In summary, the present study proposes a AgNP-detoxifying mechanism in microglia involving the sulphiding of Ag+ ions and up-regulation of H2S-synthesizing enzymes. Importantly, this study demonstrates for the first time a correlation between AgNP-detoxifying mechanisms and a reduction in microglial inflammation which serves a neuroprotective role. In addition, it highlights the need for further characterisation of AgNPs at the cellular level inside brain tissue and other target organs to assess how AgNP transformation varies between relevant cell types and AgNP formats with varied physicochemistry, and thus how it affects AgNP bioreactivity and biopersistence. Future studies in experimental animal models may likewise benefit from the application of these methods to determine whether AgNP transformation processes occur in vivo.
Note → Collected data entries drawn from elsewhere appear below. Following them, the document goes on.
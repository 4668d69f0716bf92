// In-memory stand-in for the social backend, served through wiremock.
// Quirks switch on specific contract violations so scenarios can be shown to
// fail for the right reason.

use std::collections::{HashMap, HashSet};
use std::sync::{Arc, Mutex};
use std::time::Duration;

use serde_json::{json, Map, Value};
use wiremock::matchers::any;
use wiremock::{Mock, MockServer, Request, Respond, ResponseTemplate};

use crate::config::{parse_base_url, HarnessConfig};

#[derive(Debug, Clone, Copy, Default)]
pub struct Quirks {
    pub allow_self_follow: bool,
    pub oldest_first: bool,
    pub case_sensitive_lookup: bool,
    pub require_auth_for_upload: bool,
    pub drop_media: bool,
    pub accept_duplicate_signup: bool,
    /// Login succeeds whatever the password.
    pub ignore_password: bool,
    pub short_tokens: bool,
    /// Follower counters always read zero.
    pub frozen_follower_count: bool,
    /// Unfollow answers 200 but keeps the edge.
    pub sticky_unfollow: bool,
    /// The follow flag is always false.
    pub follow_flag_off: bool,
    /// A profile reports that it follows itself.
    pub self_follow_flag: bool,
    /// PATCH echoes the update without storing it.
    pub forgetful_patch: bool,
    pub like_created_status: bool,
    /// Uploaded files are never served.
    pub missing_files: bool,
    /// Report `followersCount`/`followingCount`/`following` instead of
    /// `_count` and `isFollowing`.
    pub camel_counters: bool,
}

struct Account {
    id: String,
    email: String,
    username: String,
    password: String,
    fields: Map<String, Value>,
}

struct Tweet {
    id: String,
    author: String,
    text: String,
    media: Vec<String>,
}

#[derive(Default)]
struct State {
    accounts: Vec<Account>,
    tokens: HashMap<String, String>,
    follows: HashSet<(String, String)>,
    tweets: Vec<Tweet>,
    likes: HashSet<(String, String)>,
    uploads: usize,
    next_id: usize,
    log: Vec<String>,
}

impl State {
    fn next_id(&mut self, prefix: &str) -> String {
        self.next_id += 1;
        format!("{prefix}-{}", self.next_id)
    }

    fn account_by_name(&self, name: &str, case_sensitive: bool) -> Option<&Account> {
        self.accounts.iter().find(|account| {
            account.id == name
                || if case_sensitive {
                    account.username == name
                } else {
                    account.username.eq_ignore_ascii_case(name)
                }
        })
    }
}

#[derive(Clone)]
pub struct FakeBackend {
    base: String,
    quirks: Quirks,
    state: Arc<Mutex<State>>,
}

impl FakeBackend {
    pub async fn start(quirks: Quirks) -> (MockServer, FakeBackend) {
        let server = MockServer::start().await;
        let backend = FakeBackend {
            base: server.uri(),
            quirks,
            state: Arc::new(Mutex::new(State::default())),
        };
        Mock::given(any())
            .respond_with(backend.clone())
            .mount(&server)
            .await;
        (server, backend)
    }

    pub fn config(server: &MockServer) -> HarnessConfig {
        HarnessConfig {
            base_url: parse_base_url(&server.uri()).unwrap(),
            timeout: Duration::from_secs(5),
            feed_spacing: Duration::ZERO,
        }
    }

    pub fn requests(&self) -> Vec<String> {
        self.state.lock().unwrap().log.clone()
    }

    pub fn tweet_count(&self) -> usize {
        self.state.lock().unwrap().tweets.len()
    }

    pub fn follow_count(&self) -> usize {
        self.state.lock().unwrap().follows.len()
    }

    pub fn account_count(&self) -> usize {
        self.state.lock().unwrap().accounts.len()
    }

    fn profile_json(&self, state: &State, account: &Account, viewer: Option<&str>) -> Value {
        let followers = state.follows.iter().filter(|(_, to)| *to == account.id).count();
        let following = state.follows.iter().filter(|(from, _)| *from == account.id).count();
        let is_following = viewer
            .map(|viewer| {
                (self.quirks.self_follow_flag && viewer == account.id)
                    || state.follows.contains(&(viewer.to_string(), account.id.clone()))
            })
            .unwrap_or(false)
            && !self.quirks.follow_flag_off;
        let followers = if self.quirks.frozen_follower_count { 0 } else { followers };

        let mut body = Map::new();
        body.insert("id".into(), json!(account.id));
        body.insert("email".into(), json!(account.email));
        body.insert("username".into(), json!(account.username));
        body.extend(account.fields.clone());
        if self.quirks.camel_counters {
            body.insert("followersCount".into(), json!(followers));
            body.insert("followingCount".into(), json!(following));
            body.insert("following".into(), json!(is_following));
        } else {
            body.insert(
                "_count".into(),
                json!({ "followers": followers, "following": following }),
            );
            body.insert("isFollowing".into(), json!(is_following));
        }
        Value::Object(body)
    }

    fn tweet_json(&self, tweet: &Tweet) -> Value {
        let mut body = json!({ "id": tweet.id, "text": tweet.text, "authorId": tweet.author });
        if !self.quirks.drop_media {
            body["media"] = tweet.media.iter().map(|url| json!({ "url": url })).collect();
        }
        body
    }
}

fn reply(status: u16, body: Value) -> ResponseTemplate {
    ResponseTemplate::new(status).set_body_json(body)
}

fn error(status: u16, message: &str) -> ResponseTemplate {
    reply(status, json!({ "statusCode": status, "message": message }))
}

fn bearer(request: &Request) -> Option<String> {
    request
        .headers
        .get("authorization")
        .and_then(|value| value.to_str().ok())
        .and_then(|value| value.strip_prefix("Bearer "))
        .map(str::to_string)
}

impl Respond for FakeBackend {
    fn respond(&self, request: &Request) -> ResponseTemplate {
        let mut guard = self.state.lock().unwrap();
        let state = &mut *guard;

        let method = request.method.to_string();
        let path = request.url.path().to_string();
        state.log.push(format!("{method} {path}"));

        let segments: Vec<&str> = path.trim_matches('/').split('/').collect();
        let caller = bearer(request).and_then(|token| state.tokens.get(&token).cloned());
        let body: Value = serde_json::from_slice(&request.body).unwrap_or(Value::Null);
        let text = |key: &str| body.get(key).and_then(Value::as_str).map(str::to_string);

        match (method.as_str(), segments.as_slice()) {
            ("POST", ["auth", "signup"]) => {
                let (Some(email), Some(username), Some(password)) =
                    (text("email"), text("username"), text("password"))
                else {
                    return error(400, "email, username and password are required");
                };
                if !self.quirks.accept_duplicate_signup
                    && state
                        .accounts
                        .iter()
                        .any(|a| a.email == email || a.username.eq_ignore_ascii_case(&username))
                {
                    return error(409, "Email or username already exists");
                }
                let id = state.next_id("user");
                let mut fields = Map::new();
                fields.insert("name".into(), json!(text("name").unwrap_or_default()));
                state.accounts.push(Account {
                    id: id.clone(),
                    email,
                    username: username.clone(),
                    password,
                    fields,
                });
                let token = format!("token-{id}-0123456789");
                state.tokens.insert(token.clone(), id.clone());
                reply(
                    201,
                    json!({ "access_token": token, "user": { "id": id, "username": username } }),
                )
            }
            ("POST", ["auth", "login"]) => {
                let email = text("email").unwrap_or_default();
                let password = text("password").unwrap_or_default();
                match state
                    .accounts
                    .iter()
                    .find(|a| a.email == email && (a.password == password || self.quirks.ignore_password))
                {
                    Some(account) => {
                        let token = if self.quirks.short_tokens {
                            format!("t{}", state.tokens.len())
                        } else {
                            format!("token-{}-{}", account.id, state.tokens.len())
                        };
                        let id = account.id.clone();
                        state.tokens.insert(token.clone(), id.clone());
                        reply(200, json!({ "access_token": token, "user": { "id": id } }))
                    }
                    None => error(401, "Invalid credentials"),
                }
            }
            ("PATCH", ["users", "profile"]) => {
                let Some(caller) = caller else {
                    return error(401, "Unauthorized");
                };
                let Some(updates) = body.as_object().cloned() else {
                    return error(400, "expected a JSON object");
                };
                let Some(index) = state.accounts.iter().position(|a| a.id == caller) else {
                    return error(404, "User not found");
                };
                let mut profile = self.profile_json(state, &state.accounts[index], Some(&caller));
                if self.quirks.forgetful_patch {
                    if let Some(fields) = profile.as_object_mut() {
                        fields.extend(updates);
                    }
                } else {
                    state.accounts[index].fields.extend(updates);
                    profile = self.profile_json(state, &state.accounts[index], Some(&caller));
                }
                reply(200, profile)
            }
            ("GET", ["users", name]) => {
                match state.account_by_name(name, self.quirks.case_sensitive_lookup) {
                    Some(account) => reply(200, self.profile_json(state, account, caller.as_deref())),
                    None => error(404, &format!("User @{name} not found")),
                }
            }
            ("POST", ["users", target, "follow"]) => {
                let Some(caller) = caller else {
                    return error(401, "Unauthorized");
                };
                if !state.accounts.iter().any(|a| a.id == *target) {
                    return error(404, "User not found");
                }
                if caller == *target && !self.quirks.allow_self_follow {
                    return error(400, "Cannot follow yourself");
                }
                if !state.follows.insert((caller, target.to_string())) {
                    return error(409, "Already following");
                }
                reply(200, json!({ "success": true }))
            }
            ("DELETE", ["users", target, "follow"]) => {
                let Some(caller) = caller else {
                    return error(401, "Unauthorized");
                };
                let edge = (caller, target.to_string());
                let found = if self.quirks.sticky_unfollow {
                    state.follows.contains(&edge)
                } else {
                    state.follows.remove(&edge)
                };
                if found {
                    reply(200, json!({ "success": true }))
                } else {
                    error(404, "Not following")
                }
            }
            ("POST", ["tweets"]) => {
                let Some(caller) = caller else {
                    return error(401, "Unauthorized");
                };
                let Some(tweet_text) = text("text") else {
                    return error(400, "text is required");
                };
                let media = body
                    .get("media")
                    .and_then(Value::as_array)
                    .map(|items| {
                        items
                            .iter()
                            .filter_map(Value::as_str)
                            .map(str::to_string)
                            .collect()
                    })
                    .unwrap_or_default();
                let tweet = Tweet {
                    id: state.next_id("tweet"),
                    author: caller,
                    text: tweet_text,
                    media,
                };
                let created = self.tweet_json(&tweet);
                state.tweets.push(tweet);
                reply(201, created)
            }
            ("GET", ["tweets"]) => {
                let mut items: Vec<Value> = state.tweets.iter().map(|t| self.tweet_json(t)).collect();
                if !self.quirks.oldest_first {
                    items.reverse();
                }
                reply(200, Value::Array(items))
            }
            ("DELETE", ["tweets", id]) => {
                let Some(caller) = caller else {
                    return error(401, "Unauthorized");
                };
                match state.tweets.iter().position(|t| t.id == *id) {
                    Some(index) if state.tweets[index].author == caller => {
                        state.tweets.remove(index);
                        reply(200, json!({ "deleted": true }))
                    }
                    Some(_) => error(403, "Not your tweet"),
                    None => error(404, "Tweet not found"),
                }
            }
            (verb @ ("POST" | "DELETE"), ["tweets", id, "like"]) => {
                let Some(caller) = caller else {
                    return error(401, "Unauthorized");
                };
                if !state.tweets.iter().any(|t| t.id == *id) {
                    return error(404, "Tweet not found");
                }
                let key = (caller, id.to_string());
                if verb == "POST" {
                    state.likes.insert(key);
                    let status = if self.quirks.like_created_status { 201 } else { 200 };
                    reply(status, json!({ "liked": true }))
                } else {
                    state.likes.remove(&key);
                    reply(200, json!({ "liked": false }))
                }
            }
            ("POST", ["uploads"]) => {
                if self.quirks.require_auth_for_upload && caller.is_none() {
                    return error(401, "Unauthorized");
                }
                if !request.body.windows(9).any(|w| w == b"filename=") {
                    return error(400, "File upload failed");
                }
                state.uploads += 1;
                reply(
                    201,
                    json!({ "url": format!("{}/files/{}.png", self.base, state.uploads) }),
                )
            }
            ("HEAD", ["files", file]) => {
                let served = file
                    .trim_end_matches(".png")
                    .parse::<usize>()
                    .map(|n| n >= 1 && n <= state.uploads)
                    .unwrap_or(false);
                let exists = served && !self.quirks.missing_files;
                ResponseTemplate::new(if exists { 200 } else { 404 })
            }
            _ => error(404, &format!("Cannot {method} {path}")),
        }
    }
}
Characterisation of cellular uptake and transformation of AgNP may have important implications for understanding and ultimately providing guidelines to control the biopersistence and bioreactivity of AgNP which can be used to make informed decisions about how to design future classes of “safe” AgNPs.

Materials and Methods

Nanoparticle synthesis, characterisation and stability

Silver nanoparticle synthesis

Silver nanoparticles were synthesised via the chemical bath reduction method in which trisodium citrate (Na3C6H5O7) (Fisher Scientific, UK) serves a dual role as both reductant and stabilizer. Briefly, silver nitrite (AgNO3) (1.0 × 10−3 M) (Sigma-Aldrich, UK) solution was added to preheated de-ionized (DI) water (180 mL). Then, Na3C6H5O7 (1.0 × 10−3 M) solution was added dropwise to the AgNO3 solution as soon as boiling commenced. The color of the solution slowly turned grayish yellow, indicating the reduction of Ag+ ions. The solution was heated continuously for an additional 20 min, and then cooled to room temperature. In order to remove impurities and excess citrate, the AgNPs suspension was washed with DI water and centrifuged at a relative centrifugal force maximum value (RCFmax) of 10,000 g. This washing process was repeated three times to ensure no citrate remained in the solutions. Finally, citrate-coated AgNPs were suspended in DI water at the desired concentration, sealed and stored in the dark at 4 °C. The purity of synthesized AgNPs was confirmed using an energy dispersive X-ray (EDX) spectrometer mounted on a LEO Gemini 1525 field emission gun scanning electron microscope (FEGSEM), to ensure that AgNPs were not sulphided by adventitious contaminants in the atmosphere64 and that impurities, such as Na+ and Cl ions had been removed by the washing process.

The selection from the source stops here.